Understanding the Final Drive System
The final drive system in the D4E consists of several key components:

• Final Drive Gearbox: Houses the gears that transfer power from the transmission to the tracks.
  
• Planetary Gears: Distribute the rotational force to the final sprockets.
  
• Seals and Bearings: Prevent contaminants from entering and ensure smooth operation.
  
• Breathers: Allow for pressure equalization within the final drive housing.
  

1. Preparation
   • Safety First: Ensure the machine is on a stable, level surface. Engage the parking brake and wear appropriate personal protective equipment (PPE).
     
   • Drain Existing Oil: Remove the drain plugs from both final drives and allow the oil to drain completely. Dispose of the used oil responsibly.
     
2. Flushing Agent Selection
   • Diesel Fuel: Commonly used for flushing due to its ability to dissolve sludge and contaminants.
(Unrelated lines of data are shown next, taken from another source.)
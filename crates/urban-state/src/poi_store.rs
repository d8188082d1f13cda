use std::collections::HashSet;
use urban_types::{PointOfInterest, Recommendation};

/// Ordered points of interest shown on the map, plus a log of every raw
/// recommendation the assistant has returned this session.
///
/// The log is append-only and never deduplicated: asking about the same
/// neighborhood twice records it twice. It grows for the whole session.
#[derive(Debug, Clone, Default)]
pub struct PoiStore {
    points: Vec<PointOfInterest>,
    recommendation_log: Vec<Recommendation>,
}

impl PoiStore {
    pub fn new() -> Self {
        Self::default()
    }

    /// Store seeded with manual points.
    pub fn with_points(points: Vec<PointOfInterest>) -> Self {
        let mut store = Self::new();
        store.replace_all(points);
        store
    }

    /// Discard current contents and install `points`.
    ///
    /// Ids stay unique: for repeated ids the first occurrence wins.
    pub fn replace_all(&mut self, points: Vec<PointOfInterest>) {
        let mut seen = HashSet::with_capacity(points.len());
        let mut installed = Vec::with_capacity(points.len());

        for point in points {
            if seen.insert(point.id.clone()) {
                installed.push(point);
            } else {
                tracing::debug!("Dropping duplicate point of interest {}", point.id);
            }
        }

        self.points = installed;
    }

    /// Build map points from assistant recommendations and replace the store
    /// with them. Returns the number of installed points.
    pub fn replace_with_recommendations(&mut self, recommendations: &[Recommendation]) -> usize {
        let points = recommendations
            .iter()
            .enumerate()
            .map(|(index, rec)| PointOfInterest::from_recommendation(rec, index))
            .collect();
        self.replace_all(points);
        self.points.len()
    }

    pub fn append_recommendations(&mut self, recommendations: &[Recommendation]) {
        self.recommendation_log.extend_from_slice(recommendations);
    }

    /// Drop every AI-sourced point and empty the recommendation log.
    pub fn clear_ai_recommendations(&mut self) {
        self.points.retain(|p| !p.is_ai_recommendation);
        self.recommendation_log.clear();
    }

    pub fn get(&self, id: &str) -> Option<&PointOfInterest> {
        self.points.iter().find(|p| p.id == id)
    }

    pub fn points(&self) -> &[PointOfInterest] {
        &self.points
    }

    pub fn ai_recommendations(&self) -> impl Iterator<Item = &PointOfInterest> {
        self.points.iter().filter(|p| p.is_ai_recommendation)
    }

    pub fn recommendation_log(&self) -> &[Recommendation] {
        &self.recommendation_log
    }

    pub fn len(&self) -> usize {
        self.points.len()
    }

    pub fn is_empty(&self) -> bool {
        self.points.is_empty()
    }
}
It's readily available and cost-effective.
     
   • Hydraulic Oil: An alternative to diesel, especially if the final drive holds a significant amount of oil. Some operators prefer hydraulic oil for its lubricating properties during the flushing process.
     
   • Kerosene: Occasionally used but less common due to its volatility and potential environmental concerns.
     
   • Note: Always consult the machine's service manual or a qualified technician to determine the most suitable flushing agent.
     
3. Flushing Process
   • Fill with Flushing Agent: Pour the selected flushing agent into the final drive housing until it's at the recommended level.
     
   • Operate the Machine: Drive the tractor forward and backward for a short distance in top gear without load. This action helps agitate and dislodge contaminants from the internal components.
     
   • Drain the Flushing Agent: After operating, promptly drain the flushing agent while it's still warm to ensure effective removal of contaminants.
     
4. Repeat if Necessary
   • Visual Inspection: Check the drained fluid for clarity. If it appears dirty or contains debris, repeat the flushing process until the fluid runs clear.
     
   • Final Drain: Once satisfied with the flushing, perform a final drain to remove any residual flushing agent.
     
5. Refill with Fresh Oil
   • Oil Selection: Use the manufacturer's recommended oil type and grade for the final drives.
     
   • Filling: Fill the final drive housing to the appropriate level, as specified in the service manual.
     
   • Check for Leaks: Inspect the seals and plugs for any signs of leakage.
     

• Regular Inspections: Periodically check the final drive oil level and condition. Early detection of issues can prevent major repairs.
  
• Seal Maintenance: Inspect seals and breather valves for wear or damage. Replace them as necessary to prevent contamination ingress.
  
• Oil Analysis: Consider using oil analysis services to monitor the condition of the oil and detect potential problems early.